Participants were also categorized on the basis of their self-reported ethnicity as mestizo, black, white, or indigenous, since these groups may have different access to dental services or habits that should be kept in mind [25]. For marital status, participants were classified into two groups: those who had been married or partnered at least once in their lives, and those who had never been married or partnered. There are currently several studies that connect marital status with general health [26, 27], which is why we chose to include it as a control variable. Living arrangements were categorized based on whether participants lived alone or accompanied [28], since functional independence is usually lost with ageing [28].

Diagnoses of various illnesses–including diabetes [29], cancer [30], osteoporosis [31] and nervous or mental disorders [32] were also included as control variables since all of them have previously shown unique connections to oral health. The study’s participants were also classified into those who smoke or smoked cigarettes and those who have never smoked cigarettes in their lifetime, due to the negative association smoking possesses with oral health [33]. Two specific questions were included to further delineate the impact of childhood socioeconomic status and malnutrition on oral health. First, participants were asked to characterize their childhood socioeconomic situation as ’bad’, ’good’, or ’regular’. Second, they were asked whether they experienced periods of food scarcity and hunger during their childhood, with response options being ’yes’ or ’no’. These variables aim to isolate, as much as possible, the deteriorative effects of malnutrition on the oral cavity [34]. Finally, participants were divided based on their owned health insurance into public insurance, private insurance or no insurance, to analyze the efficacy of the health systems within Ecuador.
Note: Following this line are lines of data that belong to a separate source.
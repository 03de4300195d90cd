//! Configuration for the static clinic context plugin.

use std::collections::{BTreeMap, BTreeSet};

use carebridge_security::{Principal, TenantId};
use clinic_context_sdk::RegistryEntry;
use serde::{Deserialize, Serialize};

/// Plugin configuration.
#[derive(Debug, Clone, Default, Deserialize, Serialize)]
#[serde(default, deny_unknown_fields)]
pub struct StaticClinicPluginConfig {
    /// Static token-to-principal mappings.
    pub tokens: Vec<TokenMapping>,

    /// Known tenants with their registry, entitlements and principal permissions.
    pub tenants: Vec<TenantConfig>,

    /// Tenant that answers for the empty tenant id of single-tenant deployments.
    /// Defaults to the only configured tenant when exactly one is configured.
    pub single_tenant: Option<TenantId>,
}

/// Maps a static bearer token to a principal.
#[derive(Debug, Clone, Deserialize, Serialize)]
#[serde(deny_unknown_fields)]
pub struct TokenMapping {
    /// The bearer token value to match. Never serialized back out.
    #[serde(skip_serializing)]
    pub token: String,
    /// The principal to return when this token is presented.
    pub principal: Principal,
    /// Resource identifiers the token was issued for.
    #[serde(default)]
    pub resource_ids: Vec<String>,
    /// Extension claims bound inside the token (e.g. the federated tenant claim).
    #[serde(default)]
    pub extensions: BTreeMap<String, String>,
}

/// One tenant (clinic) and its backing store contents.
#[derive(Debug, Clone, Deserialize, Serialize)]
#[serde(deny_unknown_fields)]
pub struct TenantConfig {
    pub id: TenantId,

    /// Registry table rows, in storage order.
    #[serde(default)]
    pub registry: Vec<RegistryEntry>,

    #[serde(default)]
    pub patient_api_enabled: bool,

    #[serde(default)]
    pub provider_api_enabled: bool,

    /// Per-principal permissions, keyed by principal id.
    #[serde(default)]
    pub principals: BTreeMap<String, PermissionConfig>,

    /// Permissions for principals without an explicit entry. Unknown principals are
    /// rejected when this is absent.
    #[serde(default)]
    pub default_permissions: Option<PermissionConfig>,
}

/// Permission data a snapshot is built from.
#[derive(Debug, Clone, Default, Deserialize, Serialize)]
#[serde(default, deny_unknown_fields)]
pub struct PermissionConfig {
    pub roles: BTreeSet<String>,
    pub features: BTreeMap<String, bool>,
    pub provider_ids: Vec<String>,
    pub attributes: BTreeMap<String, serde_json::Value>,
}
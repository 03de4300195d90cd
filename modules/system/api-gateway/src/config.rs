use serde::{Deserialize, Serialize};

fn default_bind_addr() -> String {
    "127.0.0.1:8080".to_owned()
}

fn default_require_auth_by_default() -> bool {
    true
}

fn default_body_limit_bytes() -> usize {
    16 * 1024 * 1024
}

/// API gateway configuration.
#[derive(Debug, Clone, Deserialize, Serialize)]
#[serde(deny_unknown_fields)]
pub struct ApiGatewayConfig {
    #[serde(default = "default_bind_addr")]
    pub bind_addr: String,

    /// If true, routes that are not listed in `public_routes` require a bearer token.
    #[serde(default = "default_require_auth_by_default")]
    pub require_auth_by_default: bool,

    /// Routes reachable without a bearer token. `/health` is always public.
    #[serde(default)]
    pub public_routes: Vec<RouteConfig>,

    /// Global request body size limit in bytes
    #[serde(default = "default_body_limit_bytes")]
    pub body_limit_bytes: usize,

    #[serde(default)]
    pub tenancy: TenancyConfig,

    #[serde(default)]
    pub params: ParamNames,

    #[serde(default)]
    pub federated: FederatedConfig,

    #[serde(default)]
    pub module_gate: ModuleGateConfig,
}

impl Default for ApiGatewayConfig {
    fn default() -> Self {
        Self {
            bind_addr: default_bind_addr(),
            require_auth_by_default: default_require_auth_by_default(),
            public_routes: Vec::new(),
            body_limit_bytes: default_body_limit_bytes(),
            tenancy: TenancyConfig::default(),
            params: ParamNames::default(),
            federated: FederatedConfig::default(),
            module_gate: ModuleGateConfig::default(),
        }
    }
}

/// A `(method, path)` pair. Paths accept both `{id}` and `:id` parameter syntax.
#[derive(Debug, Clone, PartialEq, Eq, Deserialize, Serialize)]
#[serde(deny_unknown_fields)]
pub struct RouteConfig {
    pub method: String,
    pub path: String,
}

/// Deployment tenancy mode.
#[derive(Debug, Clone, Deserialize, Serialize)]
#[serde(deny_unknown_fields, default)]
pub struct TenancyConfig {
    /// Multi-tenant deployment. When false every request resolves the empty tenant and the
    /// registry check never runs.
    pub require_tenant: bool,

    /// Cross-check the caller's database UUID against the tenant registry.
    pub require_database_uuid: bool,

    /// Tokens issued for any of these resource identifiers skip the registry check.
    pub trusted_resource_ids: Vec<String>,
}

impl Default for TenancyConfig {
    fn default() -> Self {
        Self {
            require_tenant: true,
            require_database_uuid: true,
            trusted_resource_ids: Vec::new(),
        }
    }
}

impl TenancyConfig {
    /// Whether the registry check applies to this deployment at all.
    #[must_use]
    pub fn verifies_database_uuid(&self) -> bool {
        self.require_tenant && self.require_database_uuid
    }
}

/// Query parameter names the pipeline reads.
#[derive(Debug, Clone, Deserialize, Serialize)]
#[serde(deny_unknown_fields, default)]
pub struct ParamNames {
    pub tenant: String,
    pub database_uuid: String,
}

impl Default for ParamNames {
    fn default() -> Self {
        Self {
            tenant: "tenant".to_owned(),
            database_uuid: "database_uuid".to_owned(),
        }
    }
}

#[derive(Debug, Clone, Deserialize, Serialize)]
#[serde(deny_unknown_fields, default)]
pub struct FederatedConfig {
    /// Token extension claim carrying the tenant of a federated caller.
    pub tenant_claim: String,
}

impl Default for FederatedConfig {
    fn default() -> Self {
        Self {
            tenant_claim: "tenant".to_owned(),
        }
    }
}

#[derive(Debug, Clone, Deserialize, Serialize)]
#[serde(deny_unknown_fields, default)]
pub struct ModuleGateConfig {
    /// Scope that bypasses the per-tenant API entitlement flags.
    pub override_scope: String,
}

impl Default for ModuleGateConfig {
    fn default() -> Self {
        Self {
            override_scope: "implicit-external-access".to_owned(),
        }
    }
}
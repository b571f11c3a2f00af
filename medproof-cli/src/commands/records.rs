//! Read-only record commands: show, history, list.

use anyhow::{Context, Result};
use colored::Colorize;
use medproof_core::{FileRecord, Identity, RecordId, ServiceConfig, SubjectReference, VerificationLog};

use crate::utils::{self, format_timestamp, short};

/// Show one record.
pub async fn show(id: RecordId, json: bool, quiet: bool) -> Result<()> {
    let service = utils::connect_read_only(&ServiceConfig::from_env()).await?;
    let record = service
        .get_record(id)
        .await
        .with_context(|| format!("Failed to load record {id}"))?;

    if json {
        println!("{}", serde_json::to_string_pretty(&record)?);
    } else if !quiet {
        print_record(&record);
    }
    Ok(())
}

/// Show the verification history of one record, oldest first.
pub async fn history(id: RecordId, json: bool, quiet: bool) -> Result<()> {
    let service = utils::connect_read_only(&ServiceConfig::from_env()).await?;
    let logs = service
        .verification_history(id)
        .await
        .with_context(|| format!("Failed to load history of record {id}"))?;

    if json {
        println!("{}", serde_json::to_string_pretty(&logs)?);
    } else if !quiet {
        if logs.is_empty() {
            println!("No verifications recorded for record {id}");
        }
        for log in &logs {
            print_log(log);
        }
    }
    Ok(())
}

/// List records by subject or by uploader.
pub async fn list(
    subject: Option<String>,
    uploader: Option<Identity>,
    json: bool,
    quiet: bool,
) -> Result<()> {
    let service = utils::connect_read_only(&ServiceConfig::from_env()).await?;
    let records = match (subject, uploader) {
        (Some(subject), _) => {
            let subject = SubjectReference::new(subject)?;
            service.list_by_subject(&subject).await
        }
        (None, Some(uploader)) => service.list_by_uploader(&uploader).await,
        (None, None) => Ok(Vec::new()),
    }
    .context("Failed to list records")?;

    if json {
        println!("{}", serde_json::to_string_pretty(&records)?);
    } else if !quiet {
        if records.is_empty() {
            println!("No records found");
        }
        for record in &records {
            let validity = if record.valid {
                "valid".green()
            } else {
                "invalidated".yellow()
            };
            println!(
                "{:>6}  {}  {}  {}  {}",
                record.id,
                short(record.fingerprint.as_str()),
                format_timestamp(&record.registered_at),
                record.file_name,
                validity
            );
        }
    }
    Ok(())
}

fn print_record(record: &FileRecord) {
    println!();
    println!("{} {}", "Record".bold(), record.id.to_string().bold());
    println!("   {} {}", "File:".dimmed(), record.file_name);
    println!("   {} {}", "Type:".dimmed(), record.file_type);
    println!("   {} {} bytes", "Size:".dimmed(), record.file_size_bytes);
    println!("   {} {}", "Fingerprint:".dimmed(), record.fingerprint);
    println!("   {} {}", "Content id:".dimmed(), record.content_id);
    println!("   {} {}", "Subject:".dimmed(), record.subject);
    println!("   {} {}", "Uploader:".dimmed(), record.uploader);
    println!(
        "   {} {}",
        "Registered:".dimmed(),
        format_timestamp(&record.registered_at)
    );
    if record.valid {
        println!("   {} {}", "Status:".dimmed(), "valid".green());
    } else {
        println!("   {} {}", "Status:".dimmed(), "INVALIDATED".yellow());
    }
    for (key, value) in &record.metadata {
        println!("   {} {value}", format!("{key}:").dimmed());
    }
}

fn print_log(log: &VerificationLog) {
    let verdict = if log.is_match {
        "verified".green()
    } else {
        "tampered".red().bold()
    };
    println!(
        "#{:<5} {}  {}  by {}  {}",
        log.id,
        format_timestamp(&log.verified_at),
        verdict,
        log.verified_by,
        short(log.presented_fingerprint.as_str())
    );
    if !log.notes.is_empty() {
        println!("       {}", log.notes.dimmed());
    }
}
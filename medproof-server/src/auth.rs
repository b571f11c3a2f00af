//! Caller identity extraction.
//!
//! Authentication happens upstream. The gateway forwards the authenticated
//! account as two headers, which are parsed here into an [`Actor`].

use axum::extract::FromRequestParts;
use axum::http::request::Parts;
use medproof_core::{Actor, Identity, Role};

use crate::error::ApiError;

/// Ledger identity the caller acts as.
pub const IDENTITY_HEADER: &str = "x-actor-identity";
/// Caller's role: clinician, lab, admin or patient.
pub const ROLE_HEADER: &str = "x-actor-role";

/// Extractor for the actor named by the request headers.
#[derive(Debug, Clone, Copy)]
pub struct RequestActor(pub Actor);

impl<S> FromRequestParts<S> for RequestActor
where
    S: Send + Sync,
{
    type Rejection = ApiError;

    async fn from_request_parts(parts: &mut Parts, _state: &S) -> Result<Self, Self::Rejection> {
        let identity: Identity = required_header(parts, IDENTITY_HEADER)?.parse()?;
        let role: Role = required_header(parts, ROLE_HEADER)?.parse()?;
        Ok(Self(Actor::new(identity, role)))
    }
}

fn required_header<'a>(parts: &'a Parts, name: &str) -> Result<&'a str, ApiError> {
    let value = parts
        .headers
        .get(name)
        .ok_or_else(|| ApiError::unauthorized(format!("Missing {name} header")))?;
    value
        .to_str()
        .map_err(|_| ApiError::bad_request(format!("Header {name} is not valid UTF-8")))
}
Study size and missing data

In our study, the original sample was made up of 5235 older adults over 60 years of age in 15 provinces of continental Ecuador. A total of 569 participants were excluded due to their lack of response to the question regarding the age at which they started working, our predictor variable. An additional 367 subjects were omitted because they did not know or did not provide their age at the time of the survey. Additionally, 8 participants who were missing information on their educational level, and an extra 177 who did not mention their self-perceived ethnicity, were eliminated. 64 participants who did not respond to the question “Has a doctor or nurse ever told you if you have diabetes, that is, high blood sugar levels?” were eliminated, and 3 respondents were eliminated in the same way who did not respond about whether or not they have had cancer in their lives. Additionally, 41 responses were eliminated for not answering whether a doctor had previously diagnosed them with osteoporosis or not, and 8 responses were eliminated for not answering whether a doctor had previously diagnosed them with a nervous or mental disorder. 7 responses were eliminated because the participants did not answer whether they smoked or smoke cigarettes, 22 responses because they did not mention their childhood socioeconomic situation, and 66 responses because they did not know or did not respond if food was ever scarce and they felt hungry in their childhood. 4 answers were deleted because the participants did not know what kind of insurance they had. After accounting for these missing values, our final analytic sample included 3899 older adults.

Statistical methods

Initial descriptive analyses summarized the distribution of the study variables using percentages. Cross-tabulations examined the bivariate relationships between the outcome variable and each of the predictor and control variables, which can be found in Table 1. The Pearson Chi-square test assessed the statistical significance of these associations, with P-values < 0.05 deemed statistically significant.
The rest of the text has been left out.